Given records below:

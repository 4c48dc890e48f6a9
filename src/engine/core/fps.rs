use super::tables::{DurationTable, FPS_TABLE};
use crate::engine::probe::FrameRate;

/// Caps the output frame rate by clip duration
#[derive(Debug, Clone, Copy)]
pub struct FpsModel {
    pub table: DurationTable<f64>,
}

impl Default for FpsModel {
    fn default() -> Self {
        Self { table: FPS_TABLE }
    }
}

impl FpsModel {
    pub fn max_fps(&self, duration_s: f64) -> f64 {
        self.table.lookup(duration_s)
    }

    /// Target fps for the `fps` filter, or `None` when the source already
    /// runs at or below the cap. An unknown source rate gets the cap.
    pub fn target_fps(&self, duration_s: f64, source: Option<FrameRate>) -> Option<f64> {
        let cap = self.max_fps(duration_s);
        match source {
            Some(rate) if round_fps(rate.as_f64()) <= cap => None,
            _ => Some(cap),
        }
    }
}

/// Source rates are compared at two decimals (29.97, 59.94)
fn round_fps(fps: f64) -> f64 {
    (fps * 100.0).round() / 100.0
}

End of Given records.

Problem to work on: Your answer should be the full set of records above, restated exactly.

Solution:
repository 4c48dc890e48f6a9
filename src/engine/core/fps.rs
use super::tables::{DurationTable, FPS_TABLE};
use crate::engine::probe::FrameRate;

/// Caps the output frame rate by clip duration
#[derive(Debug, Clone, Copy)]
pub struct FpsModel {
    pub table: DurationTable<f64>,
}

impl Default for FpsModel {
    fn default() -> Self {
        Self { table: FPS_TABLE }
    }
}

impl FpsModel {
    pub fn max_fps(&self, duration_s: f64) -> f64 {
        self.table.lookup(duration_s)
    }

    /// Target fps for the `fps` filter, or `None` when the source already
    /// runs at or below the cap. An unknown source rate gets the cap.
    pub fn target_fps(&self, duration_s: f64, source: Option<FrameRate>) -> Option<f64> {
        let cap = self.max_fps(duration_s);
        match source {
            Some(rate) if round_fps(rate.as_f64()) <= cap => None,
            _ => Some(cap),
        }
    }
}

/// Source rates are compared at two decimals (29.97, 59.94)
fn round_fps(fps: f64) -> f64 {
    (fps * 100.0).round() / 100.0
}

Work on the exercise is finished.